____ Entries provided

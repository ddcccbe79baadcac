mod init;
pub use init::{init_logging, parse_rotation};

use std::path::PathBuf;
use tracing::Level;
use tracing_appender::rolling::Rotation;

/// Log filename used by the server.
pub const LOG_FILENAME: &str = "one-list.log";

/// Configuration for the logging system.
pub struct LogConfig {
    pub log_dir: PathBuf,
    /// Default level when `RUST_LOG` is not set.
    pub log_level: Level,
    pub json_format: bool,
    pub rotation: Rotation,
}

impl Default for LogConfig {
    fn default() -> Self {
        Self {
            log_dir: default_log_dir(),
            log_level: Level::INFO,
            json_format: false,
            rotation: Rotation::DAILY,
        }
    }
}

/// `~/.one-list/logs`, falling back to `./.one-list/logs`.
#[must_use]
pub fn default_log_dir() -> PathBuf {
    dirs::home_dir()
        .unwrap_or_else(|| PathBuf::from("."))
        .join(".one-list")
        .join("logs")
}

#[cfg(test)]
#[path = "../logging_tests.rs"]
mod logging_tests;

________

# What is being asked
The full set of data above must come back exactly as written.

# Response
repository ddcccbe79baadcac
mod init;
pub use init::{init_logging, parse_rotation};

use std::path::PathBuf;
use tracing::Level;
use tracing_appender::rolling::Rotation;

/// Log filename used by the server.
pub const LOG_FILENAME: &str = "one-list.log";

/// Configuration for the logging system.
pub struct LogConfig {
    pub log_dir: PathBuf,
    /// Default level when `RUST_LOG` is not set.
    pub log_level: Level,
    pub json_format: bool,
    pub rotation: Rotation,
}

impl Default for LogConfig {
    fn default() -> Self {
        Self {
            log_dir: default_log_dir(),
            log_level: Level::INFO,
            json_format: false,
            rotation: Rotation::DAILY,
        }
    }
}

/// `~/.one-list/logs`, falling back to `./.one-list/logs`.
#[must_use]
pub fn default_log_dir() -> PathBuf {
    dirs::home_dir()
        .unwrap_or_else(|| PathBuf::from("."))
        .join(".one-list")
        .join("logs")
}

#[cfg(test)]
#[path = "../logging_tests.rs"]
mod logging_tests;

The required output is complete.